Anawim de Deus



Em julho de 2007, assisti a uma homenagem prestada pelo nosso Tribunal ao escritor Ariano Suassuna. Coisa muito bonita: auditório lotado, poesia para cá, cantoria para lá, e, calado no meu canto, vendo aquele escritor famoso, mas que de maneira tão simples se fazia um entre nós, eu pensava comigo mesmo: afinal, quem na verdade estava homenageando e quem estava sendo homenageado? Pensei a mesma coisa ao participar da homenagem prestada, em nossa cidade, em abril de 2008, a Dom Marcelo Pinto Carvalheira. Cada um que ali se encontrava para reverenciar nosso primeiro bispo é que se sentia honrado por estar na presença do “Dom da ternura”, que lançava o livro “São José, o anawim de Deus.”

Anawim quer dizer pobres, e São José é um desses anawim.
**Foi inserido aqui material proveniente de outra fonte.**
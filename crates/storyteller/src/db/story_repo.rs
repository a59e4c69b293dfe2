//! Story repository: one `user_stories` row per rendered artifact.
//!
//! Rows are keyed by artifact filename. Reads heal the table lazily: a row
//! whose artifact is gone from the stories directory is deleted on sight.

use std::path::Path;

use rusqlite::{params, OptionalExtension, Row};
use serde::Serialize;

use super::{now_text, Database, DatabaseError};
use crate::job::JobRecord;

#[derive(Debug, Clone, PartialEq, Serialize)]
pub struct StoryRow {
    pub id: i64,
    pub user_id: i64,
    pub story_filename: String,
    pub title: Option<String>,
    pub theme: Option<String>,
    pub theme_description: Option<String>,
    pub language: Option<String>,
    pub age_range: Option<String>,
    pub lesson: Option<String>,
    pub characters: Option<String>,
    pub story_about: Option<String>,
    pub ai_model: Option<String>,
    pub provider: Option<String>,
    pub audio_file: Option<String>,
    pub processing_time: Option<f64>,
    /// `None` defers to the owner's account default.
    pub is_private: Option<bool>,
    pub created_at: String,
}

impl StoryRow {
    fn from_row(row: &Row<'_>) -> Result<Self, rusqlite::Error> {
        Ok(Self {
            id: row.get("id")?,
            user_id: row.get("user_id")?,
            story_filename: row.get("story_filename")?,
            title: row.get("title")?,
            theme: row.get("theme")?,
            theme_description: row.get("theme_description")?,
            language: row.get("language")?,
            age_range: row.get("age_range")?,
            lesson: row.get("lesson")?,
            characters: row.get("characters")?,
            story_about: row.get("story_about")?,
            ai_model: row.get("ai_model")?,
            provider: row.get("provider")?,
            audio_file: row.get("audio_file")?,
            processing_time: row.get("processing_time")?,
            is_private: row.get("is_private")?,
            created_at: row.get("created_at")?,
        })
    }
}

/// Inserts or refreshes the row for a completed job. `owner` overrides the
/// record's own `user_id`.
pub fn upsert_from_record(
    db: &Database,
    record: &JobRecord,
    owner: Option<i64>,
) -> Result<i64, DatabaseError> {
    let user_id = owner.or(record.user_id).ok_or_else(|| DatabaseError::Invalid {
        entity: "story",
        reason: format!("job {} has no user", record.request_id),
    })?;
    let filename = record
        .output_file
        .as_deref()
        .ok_or_else(|| DatabaseError::Invalid {
            entity: "story",
            reason: format!("job {} has no output file", record.request_id),
        })?;

    let story = &record.parameters;
    let (provider, model) = match &record.ai_info {
        Some(info) => (Some(info.provider.as_str()), info.model.as_str()),
        None => (None, story.ai_model.as_str()),
    };
    let processing_time = record.timing.as_ref().map(|t| t.total_processing_seconds);
    let created_at = record
        .completed_at
        .map(|t| t.format("%Y-%m-%d %H:%M:%S").to_string())
        .unwrap_or_else(now_text);

    db.with_conn(|conn| {
        conn.execute(
            "INSERT INTO user_stories (user_id, story_filename, title, theme, theme_description,
             language, age_range, lesson, characters, story_about, ai_model, provider,
             audio_file, processing_time, is_private, created_at)
             VALUES (?1, ?2, ?3, ?4, ?5, ?6, ?7, ?8, ?9, ?10, ?11, ?12, ?13, ?14, ?15, ?16)
             ON CONFLICT(story_filename) DO UPDATE SET
               user_id = excluded.user_id,
               title = excluded.title,
               theme = excluded.theme,
               theme_description = excluded.theme_description,
               language = excluded.language,
               age_range = excluded.age_range,
               lesson = excluded.lesson,
               characters = excluded.characters,
               story_about = excluded.story_about,
               ai_model = excluded.ai_model,
               provider = excluded.provider,
               audio_file = excluded.audio_file,
               processing_time = excluded.processing_time,
               is_private = COALESCE(user_stories.is_private, excluded.is_private)",
            params![
                user_id,
                filename,
                story.title,
                story.theme,
                story.theme_description,
                story.language,
                story.age_range,
                story.lesson,
                story.characters,
                story.story_about,
                model,
                provider,
                record.audio_file,
                processing_time,
                story.is_private,
                created_at,
            ],
        )?;
        Ok(conn.query_row(
            "SELECT id FROM user_stories WHERE story_filename = ?1",
            params![filename],
            |r| r.get(0),
        )?)
    })
}

pub fn find_by_id(db: &Database, id: i64) -> Result<Option<StoryRow>, DatabaseError> {
    db.with_conn(|conn| {
        Ok(conn
            .query_row(
                "SELECT * FROM user_stories WHERE id = ?1",
                params![id],
                StoryRow::from_row,
            )
            .optional()?)
    })
}

pub fn find_by_filename(db: &Database, filename: &str) -> Result<Option<StoryRow>, DatabaseError> {
    db.with_conn(|conn| {
        Ok(conn
            .query_row(
                "SELECT * FROM user_stories WHERE story_filename = ?1",
                params![filename],
                StoryRow::from_row,
            )
            .optional()?)
    })
}

/// Looks up a story row and checks that its artifact still exists. A row
/// whose artifact is gone is deleted and reported as missing.
pub fn find_details(
    db: &Database,
    id: i64,
    stories_dir: &Path,
) -> Result<Option<StoryRow>, DatabaseError> {
    let Some(row) = find_by_id(db, id)? else {
        return Ok(None);
    };
    if stories_dir.join(&row.story_filename).is_file() {
        return Ok(Some(row));
    }
    log::warn!(
        "Story {} points at missing artifact {}, removing row",
        row.id,
        row.story_filename
    );
    delete(db, row.id)?;
    Ok(None)
}

/// Every story row, newest first, with orphaned rows removed on the way.
pub fn list_all(db: &Database, stories_dir: &Path) -> Result<Vec<StoryRow>, DatabaseError> {
    let rows = db.with_conn(|conn| {
        let mut stmt = conn.prepare("SELECT * FROM user_stories ORDER BY created_at DESC, id DESC")?;
        let rows = stmt
            .query_map([], StoryRow::from_row)?
            .collect::<Result<Vec<_>, _>>()?;
        Ok(rows)
    })?;

    let (present, orphaned): (Vec<_>, Vec<_>) = rows
        .into_iter()
        .partition(|row| stories_dir.join(&row.story_filename).is_file());

    for row in &orphaned {
        log::warn!(
            "Removing story row {} for missing artifact {}",
            row.id,
            row.story_filename
        );
        delete(db, row.id)?;
    }
    Ok(present)
}

/// Sets or clears the story-level privacy override. Returns `false` for an
/// unknown story.
pub fn set_privacy(db: &Database, id: i64, is_private: Option<bool>) -> Result<bool, DatabaseError> {
    db.with_conn(|conn| {
        let changed = conn.execute(
            "UPDATE user_stories SET is_private = ?2 WHERE id = ?1",
            params![id, is_private],
        )?;
        Ok(changed == 1)
    })
}

pub fn delete(db: &Database, id: i64) -> Result<(), DatabaseError> {
    db.with_conn(|conn| {
        conn.execute("DELETE FROM user_stories WHERE id = ?1", params![id])?;
        Ok(())
    })
}

#[cfg(test)]
mod tests {
    use super::*;
    use crate::db::user_repo;
    use crate::job::record::tests::sample_record;
    use crate::job::{AiInfo, Timing};
    use tempfile::TempDir;

    fn completed(filename: &str, user_id: Option<i64>) -> JobRecord {
        let mut record = sample_record();
        record.user_id = user_id;
        record.mark_completed(
            filename.to_string(),
            None,
            AiInfo {
                provider: "openai".to_string(),
                model: "gpt-4o-mini".to_string(),
                prompt_tokens: None,
                completion_tokens: None,
            },
            Timing {
                generation_seconds: 2.0,
                audio_seconds: None,
                render_seconds: 0.1,
                total_processing_seconds: 2.5,
            },
        );
        record
    }

    fn setup() -> (Database, i64, TempDir) {
        let db = Database::open_in_memory().unwrap();
        let user = user_repo::create(&db, "ada", "ada@example.com", 10).unwrap();
        (db, user.id, TempDir::new().unwrap())
    }

    #[test]
    fn test_upsert_is_keyed_by_filename() {
        let (db, user_id, _dir) = setup();
        let record = completed("luna_20250101120000.html", Some(user_id));

        let first = upsert_from_record(&db, &record, None).unwrap();
        let second = upsert_from_record(&db, &record, None).unwrap();
        assert_eq!(first, second);

        let row = find_by_filename(&db, "luna_20250101120000.html")
            .unwrap()
            .unwrap();
        assert_eq!(row.user_id, user_id);
        assert_eq!(row.theme.as_deref(), Some("space"));
        assert_eq!(row.provider.as_deref(), Some("openai"));
        assert_eq!(row.processing_time, Some(2.5));
        assert_eq!(row.is_private, None);
    }

    #[test]
    fn test_upsert_requires_owner_and_output() {
        let (db, _, _dir) = setup();
        let record = completed("a.html", None);
        assert!(matches!(
            upsert_from_record(&db, &record, None),
            Err(DatabaseError::Invalid { .. })
        ));

        let mut pending = sample_record();
        pending.user_id = Some(1);
        assert!(upsert_from_record(&db, &pending, None).is_err());
    }

    #[test]
    fn test_upsert_keeps_existing_privacy_override() {
        let (db, user_id, _dir) = setup();
        let record = completed("b.html", Some(user_id));
        let id = upsert_from_record(&db, &record, None).unwrap();
        assert!(set_privacy(&db, id, Some(true)).unwrap());

        upsert_from_record(&db, &record, None).unwrap();
        assert_eq!(find_by_id(&db, id).unwrap().unwrap().is_private, Some(true));
    }

    #[test]
    fn test_find_details_heals_missing_artifact() {
        let (db, user_id, dir) = setup();
        std::fs::write(dir.path().join("present.html"), "<html></html>").unwrap();

        let present = upsert_from_record(&db, &completed("present.html", Some(user_id)), None)
            .unwrap();
        let missing = upsert_from_record(&db, &completed("missing.html", Some(user_id)), None)
            .unwrap();

        assert!(find_details(&db, present, dir.path()).unwrap().is_some());
        assert!(find_details(&db, missing, dir.path()).unwrap().is_none());
        assert!(find_by_id(&db, missing).unwrap().is_none());
    }

    #[test]
    fn test_list_all_drops_orphans() {
        let (db, user_id, dir) = setup();
        std::fs::write(dir.path().join("kept.html"), "<html></html>").unwrap();
        upsert_from_record(&db, &completed("kept.html", Some(user_id)), None).unwrap();
        upsert_from_record(&db, &completed("gone.html", Some(user_id)), None).unwrap();

        let rows = list_all(&db, dir.path()).unwrap();
        assert_eq!(rows.len(), 1);
        assert_eq!(rows[0].story_filename, "kept.html");
        assert!(find_by_filename(&db, "gone.html").unwrap().is_none());
    }
}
Contudo, a concepção de pobre (anaw, em hebraico) não se restringe ao aspecto sociológico. Os anawim falados pelos profetas e cantados pelos salmistas eram, na verdade, os pobres diante de Deus, humildes, desprezados, e confiantes só e somente só na misericórdia do Senhor.
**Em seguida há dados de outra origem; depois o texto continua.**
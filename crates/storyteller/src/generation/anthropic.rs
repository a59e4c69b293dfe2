use std::time::Instant;

use reqwest::blocking::Client;
use secrecy::{ExposeSecret, SecretString};
use serde::{Deserialize, Serialize};
use tracing::{debug, error, instrument};

use super::{endpoint, Generation, GenerationError, GenerationRequest, TextGenerator, TokenUsage};

pub const ANTHROPIC_BASE_URL: &str = "https://api.anthropic.com/v1";
const ANTHROPIC_VERSION: &str = "2023-06-01";
const PROVIDER: &str = "anthropic";

#[derive(Debug, Serialize)]
struct MessagesRequest<'a> {
    model: &'a str,
    max_tokens: u32,
    system: &'a str,
    messages: [Message<'a>; 1],
    temperature: f32,
}

#[derive(Debug, Serialize)]
struct Message<'a> {
    role: &'static str,
    content: &'a str,
}

#[derive(Debug, Deserialize)]
struct MessagesResponse {
    #[serde(default)]
    model: Option<String>,
    content: Vec<ContentBlock>,
    #[serde(default)]
    usage: Option<Usage>,
}

#[derive(Debug, Deserialize)]
struct ContentBlock {
    #[serde(rename = "type")]
    kind: String,
    #[serde(default)]
    text: Option<String>,
}

#[derive(Debug, Deserialize)]
struct Usage {
    input_tokens: Option<u32>,
    output_tokens: Option<u32>,
}

/// Anthropic Messages API client.
pub struct AnthropicClient {
    http: Client,
    url: String,
    api_key: SecretString,
}

impl AnthropicClient {
    pub fn new(http: Client, base_url: &str, api_key: SecretString) -> Self {
        Self {
            http,
            url: endpoint(base_url, "messages"),
            api_key,
        }
    }
}

impl TextGenerator for AnthropicClient {
    fn provider(&self) -> &str {
        PROVIDER
    }

    #[instrument(skip_all, fields(model = %request.model))]
    fn generate(&self, request: &GenerationRequest) -> Result<Generation, GenerationError> {
        let body = MessagesRequest {
            model: &request.model,
            max_tokens: request.max_tokens,
            system: &request.system_prompt,
            messages: [Message {
                role: "user",
                content: &request.user_message,
            }],
            temperature: request.temperature,
        };
        let started = Instant::now();

        debug!("Sending request to Anthropic API");
        let response = self
            .http
            .post(&self.url)
            .header("x-api-key", self.api_key.expose_secret())
            .header("anthropic-version", ANTHROPIC_VERSION)
            .json(&body)
            .send()
            .map_err(|e| {
                error!(error = %e, "Failed to send request to Anthropic API");
                GenerationError::from_reqwest(PROVIDER, e)
            })?;

        let status = response.status();
        if !status.is_success() {
            let message = response.text().unwrap_or_default();
            error!(status = %status, "Anthropic API returned error");
            return Err(GenerationError::Api {
                provider: PROVIDER.to_string(),
                status: status.as_u16(),
                message,
            });
        }

        let parsed: MessagesResponse = response.json().map_err(|e| GenerationError::Parse {
            provider: PROVIDER.to_string(),
            reason: e.to_string(),
        })?;

        let text = parsed
            .content
            .into_iter()
            .filter(|block| block.kind == "text")
            .filter_map(|block| block.text)
            .collect::<Vec<_>>()
            .join("");
        let text = text.trim();
        if text.is_empty() {
            return Err(GenerationError::EmptyResponse {
                provider: PROVIDER.to_string(),
            });
        }

        Ok(Generation {
            text: text.to_string(),
            provider: PROVIDER.to_string(),
            model: parsed.model.unwrap_or_else(|| request.model.clone()),
            usage: parsed
                .usage
                .map(|u| TokenUsage {
                    prompt_tokens: u.input_tokens,
                    completion_tokens: u.output_tokens,
                })
                .unwrap_or_default(),
            latency: started.elapsed(),
        })
    }
}

#[cfg(test)]
mod tests {
    use super::*;
    use crate::generation::tests::request;
    use httpmock::prelude::*;
    use serde_json::json;
    use std::time::Duration;

    fn client(server: &MockServer) -> AnthropicClient {
        let http = crate::generation::http_client(Duration::from_secs(5), Duration::from_secs(5))
            .unwrap();
        AnthropicClient::new(
            http,
            &server.base_url(),
            SecretString::from("ak-test".to_string()),
        )
    }

    #[test]
    fn test_generate_joins_text_blocks() {
        let server = MockServer::start();
        let mock = server.mock(|when, then| {
            when.method(POST)
                .path("/messages")
                .header("x-api-key", "ak-test")
                .header("anthropic-version", ANTHROPIC_VERSION)
                .body_contains("\"system\":\"You are a gentle storyteller.\"");
            then.status(200).json_body(json!({
                "id": "msg_1",
                "model": "claude-3-5-haiku-20241022",
                "content": [
                    { "type": "text", "text": "Once upon a time" },
                    { "type": "text", "text": ", the end." }
                ],
                "usage": { "input_tokens": 30, "output_tokens": 12 }
            }));
        });

        let generation = client(&server)
            .generate(&request("claude-3-5-haiku-latest"))
            .unwrap();

        mock.assert();
        assert_eq!(generation.text, "Once upon a time, the end.");
        assert_eq!(generation.model, "claude-3-5-haiku-20241022");
        assert_eq!(generation.usage.prompt_tokens, Some(30));
        assert_eq!(generation.usage.completion_tokens, Some(12));
    }

    #[test]
    fn test_overloaded_maps_to_api_error() {
        let server = MockServer::start();
        server.mock(|when, then| {
            when.method(POST).path("/messages");
            then.status(529).body("overloaded");
        });

        let err = client(&server)
            .generate(&request("claude-3-5-haiku-latest"))
            .unwrap_err();
        assert!(matches!(err, GenerationError::Api { status: 529, .. }));
        assert_eq!(err.kind(), "provider_api");
    }
}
O modelo maior do pobre de Deus é Jesus Cristo. Este, como diz o hino cristológico da Carta aos Filipenses, tinha a condição divina, e não considerou o ser igual a Deus como algo a que se apegar ciosamente. Mas esvaziou-se a si mesmo, e assumiu a condição de servo, tomando a semelhança humana. E, achado em figura de homem, humilhou-se e foi obediente até a morte, e morte de cruz!
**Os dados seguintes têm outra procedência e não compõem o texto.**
//! Database migration system.
//!
//! Tracks applied migrations in a `_migrations` table and applies
//! pending ones in order. Column additions are conditional so a database
//! created by an older layout (which may already carry the column) can be
//! adopted as is.

use rusqlite::Connection;

use super::error::DatabaseError;

struct Migration {
    version: u32,
    description: &'static str,
    sql: &'static str,
    kind: MigrationKind,
}

enum MigrationKind {
    Standard,
    /// ALTER TABLE ADD COLUMN, skipped if the column already exists.
    AddColumn {
        table: &'static str,
        column: &'static str,
    },
}

const CREATE_USERS: &str = "
CREATE TABLE IF NOT EXISTS users (
    id INTEGER PRIMARY KEY AUTOINCREMENT,
    username TEXT UNIQUE NOT NULL,
    email TEXT UNIQUE NOT NULL,
    credits INTEGER NOT NULL DEFAULT 10,
    private INTEGER NOT NULL DEFAULT 0,
    created_at TEXT NOT NULL
);";

const CREATE_USER_STORIES: &str = "
CREATE TABLE IF NOT EXISTS user_stories (
    id INTEGER PRIMARY KEY AUTOINCREMENT,
    user_id INTEGER NOT NULL REFERENCES users (id),
    story_filename TEXT NOT NULL,
    title TEXT,
    theme TEXT,
    theme_description TEXT,
    language TEXT,
    age_range TEXT,
    lesson TEXT,
    characters TEXT,
    story_about TEXT,
    ai_model TEXT,
    provider TEXT,
    audio_file TEXT,
    processing_time REAL,
    created_at TEXT NOT NULL
);
CREATE UNIQUE INDEX IF NOT EXISTS idx_user_stories_filename ON user_stories (story_filename);
CREATE INDEX IF NOT EXISTS idx_user_stories_user ON user_stories (user_id);";

const ADD_STORY_PRIVACY: &str = "ALTER TABLE user_stories ADD COLUMN is_private INTEGER;";

const CREATE_STORY_METADATA: &str = "
CREATE TABLE IF NOT EXISTS story_metadata (
    filename TEXT PRIMARY KEY,
    views INTEGER NOT NULL DEFAULT 0,
    ratings TEXT NOT NULL DEFAULT '[]'
);";

/// All migrations in order. Each is applied at most once.
const MIGRATIONS: &[Migration] = &[
    Migration {
        version: 1,
        description: "create_users_table",
        sql: CREATE_USERS,
        kind: MigrationKind::Standard,
    },
    Migration {
        version: 2,
        description: "create_user_stories_table",
        sql: CREATE_USER_STORIES,
        kind: MigrationKind::Standard,
    },
    Migration {
        version: 3,
        description: "add_is_private_to_user_stories",
        sql: ADD_STORY_PRIVACY,
        kind: MigrationKind::AddColumn {
            table: "user_stories",
            column: "is_private",
        },
    },
    Migration {
        version: 4,
        description: "create_story_metadata_table",
        sql: CREATE_STORY_METADATA,
        kind: MigrationKind::Standard,
    },
];

/// Runs all pending migrations on the given connection.
pub fn run_all(conn: &Connection) -> Result<(), DatabaseError> {
    conn.execute_batch(
        "CREATE TABLE IF NOT EXISTS _migrations (
            version INTEGER PRIMARY KEY,
            description TEXT NOT NULL,
            applied_at TEXT NOT NULL DEFAULT (datetime('now'))
        );",
    )?;

    let current_version: u32 = conn.query_row(
        "SELECT COALESCE(MAX(version), 0) FROM _migrations",
        [],
        |r| r.get(0),
    )?;

    for migration in MIGRATIONS {
        if migration.version <= current_version {
            continue;
        }

        log::info!(
            "Running migration v{}: {}",
            migration.version,
            migration.description
        );

        let should_run = match &migration.kind {
            MigrationKind::Standard => true,
            MigrationKind::AddColumn { table, column } => !column_exists(conn, table, column)?,
        };

        if should_run {
            conn.execute_batch(migration.sql)
                .map_err(|e| DatabaseError::Migration {
                    version: migration.version,
                    reason: e.to_string(),
                })?;
        } else {
            log::info!(
                "Skipping migration v{} (column already present)",
                migration.version
            );
        }

        conn.execute(
            "INSERT INTO _migrations (version, description) VALUES (?1, ?2)",
            rusqlite::params![migration.version, migration.description],
        )?;
    }

    Ok(())
}

/// Checks whether a column exists on a table using `PRAGMA table_info`.
fn column_exists(conn: &Connection, table: &str, column: &str) -> Result<bool, DatabaseError> {
    if !table.chars().all(|c| c.is_ascii_alphanumeric() || c == '_') {
        return Err(DatabaseError::Migration {
            version: 0,
            reason: format!("Invalid table name: {}", table),
        });
    }
    let mut stmt = conn.prepare(&format!("PRAGMA table_info({})", table))?;
    let exists = stmt
        .query_map([], |row| row.get::<_, String>(1))?
        .any(|r| r.map(|name| name == column).unwrap_or(false));
    Ok(exists)
}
O esvaziamento de si mesmo, em grego chamado kenósis, também foi vivido por São José. Como observa o livro de Dom Marcelo, não é exagero dizer que José é o mais importante personagem da história da salvação, só inferior a Jesus e Maria. É ele o “Filho de Davi”, a quem o Anjo do Senhor anunciou a missão de ser o elo entre Jesus e a história de Israel. Se por Maria, “Jesus se insere na massa da humanidade, por José, conforme a lei, recebe a cidadania judaica.” Foi ele, jurídica e socialmente, o pai do Filho de Deus: ele que colocou o nome do filho, levou-o ao templo, apresentou-se a todos como seu pai verdadeiro, não abandonando a esposa à infâmia. O evangelista Mateus chega a conferir-lhe o título de justo. Ser justo, na linguagem bíblica, é reunir em si todas as virtudes, o que faz Dom Marcelo invocar São José como o “ornado de justiça”. Todavia, o bom José não se prevaleceu de sua eminente posição. Humilde e obediente, sem ser fraco nem tolo, nunca precisou se valer do milagre nem do excepcional em sua vida; apenas escutava e cumpria o que por Deus lhe era confiado. E, como homem discreto, viveu o silêncio de quem muito trabalha e não tem tempo sobrando para deitar falação; de quem compreende que Deus é silencioso e por isso é preciso escutar o silêncio para entrar em sintonia com Ele.

Esse silêncio, todos precisamos ouvir. E hoje, mais do que nunca, o silêncio eloquente de São José é exemplo a ser seguido por nós. Para os que a Igreja Católica chama de leigos, e convoca a ser missionários na sociedade, pois José era leigo, casado e operário. Para os presbíteros, aos quais, a exemplo de José, compete a missão de guardar o Filho de Deus neste mundo. Enfim, para todo aquele que quer seguir Jesus Cristo. Pois para ser cristão de verdade é preciso, como os anawim, abandonar-se nas mãos do Senhor, e não colocar sua confiança na própria riqueza ou poder; para ser cristão de verdade, é preciso deixar Deus ser Deus em sua vida. Só assim é possível perscrutar o divino, até porque, como ensina Dom Marcelo, só reza quem tem as mãos vazias. Pois “a oração é a consciência de que não temos nada, por isso estendemos nossas mãos Àquele que tudo nos dá, porque tudo é Dele.”